Peut-on vraiment revenir à un accord bilatéral avec les États-Unis?
L'accord bilatéral, l'ALE, signé entre les États-Unis et le Canada dans les années 1980, a précédé l'ALÉNA. Il pourrait donc être relancé pour desservir le marché américain. Cela dit, ce genre de déclaration, où l'on brandit la menace d'avoir recours à un autre accord commercial, arrive parfois lors de négociations. C'est une façon de se détacher des intérêts en jeu pour conserver un certain rapport de force. Autrement dit, le Canada, comme le Mexique ou les États-Unis, a tout intérêt à montrer qu'il existe d'autres solutions que l'ALÉNA pour faire du commerce. Cependant, il serait très étonnant que l'accord bilatéral soit bel et bien réactivé. En effet, l'ALÉNA va beaucoup plus loin que l'ALE en matière d'intégration économique. On y retrouve notamment des chapitres sur la propriété intellectuelle, un autre sur l'investissement, une libéralisation accrue des services ainsi qu'un mécanisme de règlements des différends assez solide. Le Canada ne veut donc pas revenir à un accord rudimentaire.

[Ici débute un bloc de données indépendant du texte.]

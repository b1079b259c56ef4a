//! Modal viewer over a frozen snapshot of the visible media list.
//!
//! The snapshot is captured when the lightbox opens; later filter changes do
//! not touch it, so the current index always stays valid. Navigation wraps in
//! both directions.

use tracing::{debug, trace};

use super::keybindings::{lightbox_action, Key, LightboxAction};
use crate::error::LightboxError;
use crate::models::{MediaItem, MediaKind};

#[derive(Debug, Clone, PartialEq, Default)]
pub enum LightboxState {
    #[default]
    Closed,
    Open {
        snapshot: Vec<MediaItem>,
        index: usize,
    },
}

/// How the current item is rendered.
#[derive(Debug, Clone, Copy, PartialEq, Eq)]
pub enum Playback {
    /// Static image scaled to fit the viewport, never autoplayed.
    FitImage,
    /// Video with user-facing controls, started automatically.
    Video { controls: bool, autoplay: bool },
}

impl Playback {
    pub fn for_kind(kind: MediaKind) -> Self {
        match kind {
            MediaKind::Image => Self::FitImage,
            MediaKind::Video => Self::Video {
                controls: true,
                autoplay: true,
            },
        }
    }
}

/// Everything the host needs to draw the open lightbox.
#[derive(Debug, Clone, PartialEq)]
pub struct Presentation<'a> {
    pub item: &'a MediaItem,
    pub playback: Playback,
    /// Previous/next arrows are hidden for a single-item snapshot.
    pub show_arrows: bool,
    /// 1-based position and snapshot length, shown only with arrows.
    pub counter: Option<(usize, usize)>,
}

#[derive(Debug, Clone, Default)]
pub struct LightboxController {
    state: LightboxState,
}

impl LightboxController {
    pub fn new() -> Self {
        Self::default()
    }

    pub fn is_open(&self) -> bool {
        matches!(self.state, LightboxState::Open { .. })
    }

    /// Background scrolling is suppressed for as long as the lightbox is open.
    pub fn background_scroll_locked(&self) -> bool {
        self.is_open()
    }

    pub fn current_index(&self) -> Option<usize> {
        match &self.state {
            LightboxState::Open { index, .. } => Some(*index),
            LightboxState::Closed => None,
        }
    }

    pub fn current(&self) -> Option<&MediaItem> {
        match &self.state {
            LightboxState::Open { snapshot, index } => snapshot.get(*index),
            LightboxState::Closed => None,
        }
    }

    pub fn snapshot_len(&self) -> usize {
        match &self.state {
            LightboxState::Open { snapshot, .. } => snapshot.len(),
            LightboxState::Closed => 0,
        }
    }

    /// Opens on `visible[index]`, freezing `visible` as the navigable list.
    ///
    /// Out-of-range indices are clamped to the last item. Opening while
    /// already open replaces the snapshot.
    pub fn open(&mut self, visible: Vec<MediaItem>, index: usize) -> Result<(), LightboxError> {
        if visible.is_empty() {
            return Err(LightboxError::EmptySnapshot);
        }
        let clamped = index.min(visible.len() - 1);
        if clamped != index {
            debug!(requested = index, clamped, "Clamped lightbox index");
        }
        debug!(index = clamped, len = visible.len(), "Opened lightbox");
        self.state = LightboxState::Open {
            snapshot: visible,
            index: clamped,
        };
        Ok(())
    }

    /// Returns false if the lightbox was already closed.
    pub fn close(&mut self) -> bool {
        if !self.is_open() {
            return false;
        }
        self.state = LightboxState::Closed;
        debug!("Closed lightbox");
        true
    }

    /// Clicking outside the media content closes the viewer.
    pub fn click_backdrop(&mut self) -> bool {
        self.close()
    }

    pub fn next(&mut self) -> Option<usize> {
        self.step(|index, len| (index + 1) % len)
    }

    pub fn previous(&mut self) -> Option<usize> {
        self.step(|index, len| if index == 0 { len - 1 } else { index - 1 })
    }

    fn step(&mut self, advance: impl Fn(usize, usize) -> usize) -> Option<usize> {
        match &mut self.state {
            LightboxState::Open { snapshot, index } => {
                *index = advance(*index, snapshot.len());
                trace!(index = *index, "Lightbox moved");
                Some(*index)
            }
            LightboxState::Closed => None,
        }
    }

    pub fn apply(&mut self, action: LightboxAction) -> bool {
        match action {
            LightboxAction::Close => self.close(),
            LightboxAction::Next => self.next().is_some(),
            LightboxAction::Previous => self.previous().is_some(),
        }
    }

    /// Handles a key press; bindings are only live while open.
    pub fn handle_key(&mut self, key: Key) -> bool {
        if !self.is_open() {
            return false;
        }
        match lightbox_action(key) {
            Some(action) => self.apply(action),
            None => false,
        }
    }

    pub fn presentation(&self) -> Option<Presentation<'_>> {
        let LightboxState::Open { snapshot, index } = &self.state else {
            return None;
        };
        let item = snapshot.get(*index)?;
        let show_arrows = snapshot.len() > 1;
        Some(Presentation {
            item,
            playback: Playback::for_kind(item.kind),
            show_arrows,
            counter: show_arrows.then(|| (*index + 1, snapshot.len())),
        })
    }
}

Il souhaite, au contraire, mettre à jour l'ALÉNA en utilisant les avancées d'un accord comme le Partenariat transpacifique (PTP) (il s'agit d'un accord qui fut signé en 2015 par 12 pays d'Amérique et de la région Asie-Pacifique – représentant à eux seuls 40% de l'économie mondiale – et dont les États-Unis se sont retirés en janvier dernier, NDLR).
Qu'apporte de plus cet accord par rapport à l'ALÉNA actuel?
Une des grandes avancées du Partenariat transpacifique a été d'inclure, dès le départ, des chapitres sur l'environnement et le droit du travail. Aucun autre accord commercial dans le monde ne va aussi loin. Ces dispositions permettent à un des pays signataires d'obliger ses partenaires à respecter leurs obligations environnementales ou celles relatives au droit des travailleurs en ayant recours au mécanisme de règlement des différends. À tire d'exemple, certaines dispositions du PTP visent à limiter les subventions accordées aux pêcheries afin d'éviter la surpêche. Par contre, cet accord présente certaines contraintes pour le Canada, notamment en matière de propriété intellectuelle. Lors de chaque négociation commerciale, qu'il s'agisse de l'ALE, de l'ALÉNA ou du PTP, les États-Unis demandent systématiquement une augmentation des droits reliés aux brevets pharmaceutiques et aux droits d'auteurs sur les produits artistiques et culturels. Pour le Canada, ce rehaussement de la propriété intellectuelle entraîne une hausse des prix, non seulement pour les consommateurs, mais également pour les finances publiques. En effet, un bon nombre des médicaments les plus chers, conçus aux États-Unis, sont achetés par les hôpitaux. Il s'agit d'une demande américaine qui passe relativement inaperçue. Elle a pourtant des conséquences économiques tout aussi importantes que les restrictions au commerce du bois d'œuvre ou l'affaiblissement du système de gestion de l'offre en agriculture.
Que cherche le Canada dans les négociations actuelles autour de l'ALÉNA?
Le Canada souhaite améliorer l'ALÉNA actuel, le moderniser. L'approche adoptée par les négociateurs m'impressionne. Ils prennent soin de ne pas «réagir à chaud» à chaque déclaration fracassante de Donald Trump, en gardant le cap sur leurs objectifs. Ils parlent d'une seule voix et mobilisent continuellement leurs alliés américains. Pour autant, l'équipe canadienne ne reste pas passive à la table des négociations. Elle fait des demandes en matière d'égalité des genres et en faveur des communautés autochtones. Cela lui permet de se positionner en faveur d'un accord commercial progressiste, qui ne favorise pas seulement les grandes entreprises multinationales. La stratégie canadienne consiste également à évoquer à bon escient l'existence d'accords potentiels avec d'autres partenaires. Imaginons que, en plus de l'accord déjà signé avec les Européens, le Canada conclue un Partenariat transpacifique sans les États-Unis et un autre accord avec la Chine; cela positionnerait le pays comme un joueur central. C'est une façon de montrer que le Canada dispose d'autres possibilités, qu'il n'a pas les mains liées devant son partenaire américain.